Tourism policies and programmes

France, despite its natural and cultural resources and reputation for vibrant, artistic creativity, is subject to increasing competition from other destinations. A high proportion of international tourists travel to only three French regions which enjoy particularly high visibility abroad: the greater Paris area, the French Riviera, and the ski resorts of the Rhone-Alps region. There is a need to shape the French tourist offer and to promote its diversity. At the CIT meeting in July 2017, the government stated its intention to focus action on six key areas:

  • Service quality and site security to ensure tourist satisfaction and destination loyalty. Key elements will include speedier visa delivery and modernising and promoting the government’s Qualité Tourisme™ label.

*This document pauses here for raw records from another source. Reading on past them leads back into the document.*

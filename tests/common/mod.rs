//! Shared helpers for integration tests.
//!
//! `fake_tools` builds shell-script stand-ins for ffmpeg/ffprobe so the
//! orchestration can be tested without a real ffmpeg. `audio` writes and reads
//! WAV fixtures for the tests that do run the real tools.

#![allow(dead_code)]

use std::path::{Path, PathBuf};

use bgm_mixer::MixerConfig;

/// Configuration pointing at the given tools and scratch directory
pub fn config_with(ffmpeg: &Path, ffprobe: &Path, scratch: &Path) -> MixerConfig {
    MixerConfig {
        ffmpeg_path: ffmpeg.to_path_buf(),
        ffprobe_path: ffprobe.to_path_buf(),
        scratch_dir: scratch.to_path_buf(),
        process_timeout_secs: Some(30),
        ..MixerConfig::default()
    }
}

/// Files in a directory, empty when it does not exist
pub fn list_files(dir: &Path) -> Vec<PathBuf> {
    match std::fs::read_dir(dir) {
        Ok(entries) => entries
            .filter_map(|e| e.ok())
            .map(|e| e.path())
            .filter(|p| p.is_file())
            .collect(),
        Err(_) => Vec::new(),
    }
}

#[cfg(unix)]
pub mod fake_tools {
    use std::ffi::OsString;
    use std::fs;
    use std::os::unix::ffi::OsStringExt;
    use std::os::unix::fs::PermissionsExt;
    use std::path::{Path, PathBuf};

    /// ffprobe that prints a fixed duration
    pub fn ffprobe_printing(output: &str) -> String {
        format!("echo \"{}\"\n", output)
    }

    /// ffprobe that prints a fixed duration only when its input file exists
    pub fn ffprobe_checking_input(output: &str) -> String {
        format!(
            "for arg in \"$@\"; do input=\"$arg\"; done\n\
             [ -f \"$input\" ] || {{ echo \"$input: No such file or directory\" >&2; exit 1; }}\n\
             echo \"{}\"\n",
            output
        )
    }

    /// ffprobe that fails
    pub const FFPROBE_FAILING: &str = "echo \"voice.mp3: Invalid data found\" >&2\nexit 1\n";

    /// ffmpeg that answers `-version`, records its arguments and writes the output file
    pub fn ffmpeg_succeeding(args_log: &Path) -> String {
        format!(
            "if [ \"$1\" = \"-version\" ]; then echo \"ffmpeg version 6.1.1 fake\"; exit 0; fi\n\
             for arg in \"$@\"; do out=\"$arg\"; done\n\
             printf '%s\\n' \"$@\" > \"{}\"\n\
             printf 'mixed' > \"$out\"\n",
            args_log.display()
        )
    }

    /// ffmpeg that writes a partial file, complains on stderr and exits 1
    pub const FFMPEG_FAILING: &str = "if [ \"$1\" = \"-version\" ]; then exit 0; fi\n\
         for arg in \"$@\"; do out=\"$arg\"; done\n\
         printf 'partial' > \"$out\"\n\
         echo \"[Parsed_amix_2 @ 0x1] Error while filtering: Invalid argument\" >&2\n\
         exit 1\n";

    /// ffmpeg that never finishes a mix
    pub const FFMPEG_HANGING: &str = "if [ \"$1\" = \"-version\" ]; then exit 0; fi\n\
         exec sleep 30\n";

    /// ffmpeg whose `-version` fails
    pub const FFMPEG_BROKEN: &str = "exit 127\n";

    /// Write an executable `/bin/sh` script
    pub fn write_script(path: &Path, body: &str) {
        fs::write(path, format!("#!/bin/sh\n{}", body)).unwrap();
        fs::set_permissions(path, fs::Permissions::from_mode(0o755)).unwrap();
    }

    /// Temporary directory with narration/background inputs and fake tools
    pub struct Workspace {
        pub dir: tempfile::TempDir,
        pub ffmpeg: PathBuf,
        pub ffprobe: PathBuf,
        pub args_log: PathBuf,
        pub narration: PathBuf,
        pub background: PathBuf,
        pub scratch: PathBuf,
    }

    impl Workspace {
        pub fn new(ffmpeg_body: Option<&str>, ffprobe_body: &str) -> Self {
            let dir = tempfile::tempdir().unwrap();
            let ffmpeg = dir.path().join("ffmpeg");
            let ffprobe = dir.path().join("ffprobe");
            let args_log = dir.path().join("ffmpeg-args.log");

            let body = match ffmpeg_body {
                Some(body) => body.to_string(),
                None => ffmpeg_succeeding(&args_log),
            };
            write_script(&ffmpeg, &body);
            write_script(&ffprobe, ffprobe_body);

            let narration = dir.path().join("voice.mp3");
            let background = dir.path().join("bgm.mp3");
            fs::write(&narration, b"narration").unwrap();
            fs::write(&background, b"background").unwrap();

            let scratch = dir.path().join("scratch");
            Self {
                dir,
                ffmpeg,
                ffprobe,
                args_log,
                narration,
                background,
                scratch,
            }
        }

        pub fn config(&self) -> bgm_mixer::MixerConfig {
            super::config_with(&self.ffmpeg, &self.ffprobe, &self.scratch)
        }

        /// Arguments of the last fake ffmpeg run, one per line
        pub fn recorded_args(&self) -> Vec<String> {
            fs::read_to_string(&self.args_log)
                .map(|s| s.lines().map(str::to_string).collect())
                .unwrap_or_default()
        }

        /// Same as [`Workspace::recorded_args`], byte for byte
        pub fn recorded_raw_args(&self) -> Vec<OsString> {
            fs::read(&self.args_log)
                .map(|bytes| {
                    bytes
                        .split(|b| *b == b'\n')
                        .filter(|arg| !arg.is_empty())
                        .map(|arg| OsString::from_vec(arg.to_vec()))
                        .collect()
                })
                .unwrap_or_default()
        }
    }
}

pub mod audio {
    use std::path::Path;

    pub const SAMPLE_RATE: u32 = 44_100;

    /// Write a stereo 16-bit sine tone
    pub fn write_tone(path: &Path, freq: f32, seconds: f32, amplitude: f32) {
        let spec = hound::WavSpec {
            channels: 2,
            sample_rate: SAMPLE_RATE,
            bits_per_sample: 16,
            sample_format: hound::SampleFormat::Int,
        };
        let mut writer = hound::WavWriter::create(path, spec).unwrap();
        let frames = (seconds * SAMPLE_RATE as f32) as usize;
        for n in 0..frames {
            let t = n as f32 / SAMPLE_RATE as f32;
            let value = (t * freq * 2.0 * std::f32::consts::PI).sin() * amplitude;
            let sample = (value * i16::MAX as f32) as i16;
            writer.write_sample(sample).unwrap();
            writer.write_sample(sample).unwrap();
        }
        writer.finalize().unwrap();
    }

    /// Read a WAV file as mono f32 samples (channels averaged)
    pub fn read_mono(path: &Path) -> (Vec<f32>, u32) {
        let mut reader = hound::WavReader::open(path).unwrap();
        let spec = reader.spec();
        let channels = spec.channels as usize;
        let samples: Vec<f32> = reader
            .samples::<i16>()
            .map(|s| s.unwrap() as f32 / i16::MAX as f32)
            .collect();
        let mono = samples
            .chunks(channels)
            .map(|frame| frame.iter().sum::<f32>() / channels as f32)
            .collect();
        (mono, spec.sample_rate)
    }

    pub fn rms(samples: &[f32]) -> f32 {
        if samples.is_empty() {
            return 0.0;
        }
        (samples.iter().map(|v| v * v).sum::<f32>() / samples.len() as f32).sqrt()
    }

    /// RMS of the window `[from, to)` in seconds
    pub fn window_rms(samples: &[f32], sample_rate: u32, from: f32, to: f32) -> f32 {
        let start = ((from * sample_rate as f32) as usize).min(samples.len());
        let end = ((to * sample_rate as f32) as usize).min(samples.len());
        rms(&samples[start..end])
    }

    /// Amplitude of the `freq` component in the window `[from, to)`
    ///
    /// Single-bin DFT. Exact for a sine with a whole number of periods in the
    /// window, near zero for other such sines.
    pub fn tone_amplitude(samples: &[f32], sample_rate: u32, freq: f32, from: f32, to: f32) -> f32 {
        let start = ((from * sample_rate as f32) as usize).min(samples.len());
        let end = ((to * sample_rate as f32) as usize).min(samples.len());
        let window = &samples[start..end];
        if window.is_empty() {
            return 0.0;
        }
        let step = 2.0 * std::f64::consts::PI * freq as f64 / sample_rate as f64;
        let (mut re, mut im) = (0.0f64, 0.0f64);
        for (n, sample) in window.iter().enumerate() {
            let phase = step * n as f64;
            re += *sample as f64 * phase.cos();
            im -= *sample as f64 * phase.sin();
        }
        (2.0 * (re * re + im * im).sqrt() / window.len() as f64) as f32
    }
}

  • Coordinating the tourist offer in order to attract a greater number of tourists across France, including its overseas territories. Key elements will include restructuring segments and niches, such as waterways tourism, and continuing the “destination contracts” policy which brings together all parties involved in delivering a local unique offer.

  • State support through investment in order to improve quality of offer, and encourage better connectivity. This will require better deployment of the “France développement tourisme” fund.

  • Training and employment, crucial to the quality of the service offer and a major factor in combating unemployment.

  • Supporting digitalisation and information sharing to increase the global competitiveness of the tourism industry. Key elements include development of the DATAtourisme project for open data, support for the France Tourisme Lab incubator network and modernisation of the economic intelligence observatory, Veille Info Tourisme.

  • Promoting access to holidays, especially for families, seniors and those people living with a disability, represents both a social objective and a factor in enhancing the competitiveness of destinations. Increasing accessibility will require modernisation and revamping of the brands Tourisme et Handicap and Destination pour tous (Box 1.17).

Several priority projects were launched at this meeting, including the aim to deliver visas within 48 hours for ten new countries by June 2018; cutting clearance times for airport border control to 30 minutes for EU nationals and 45 minutes for all other arrivals as of 1 January 2018; and establishing a maintenance programme for motorways between airports in the greater Paris area and the capital.

CIT also agreed on a new form of governance, setting out a method for inter-ministerial coordination. Regular meetings are to be scheduled over several years, with pre-defined agenda items, such as the rehabilitation of leisure properties and financing of promotion activities. These high-level discussions will allow in-depth preparatory work to be carried out by the administrations concerned, leading to implementation of concrete measures.

Three different steps taken by government illustrate the priority given to tourism.

  • Following the recent terrorist attacks the Minister for Foreign Affairs called two emergency meetings for tourism (July and September 2016), which allowed industry professionals to present their concerns and voice their expectations. After the second meeting, the government unlocked EUR 10 million of special funding to step up the promotional activities of Atout France – who were asked to match approximately the same amount through other sources. This emergency plan was established by the end of 2016 and implemented during 2017, and these efforts partly explain the recovery experienced in 2017.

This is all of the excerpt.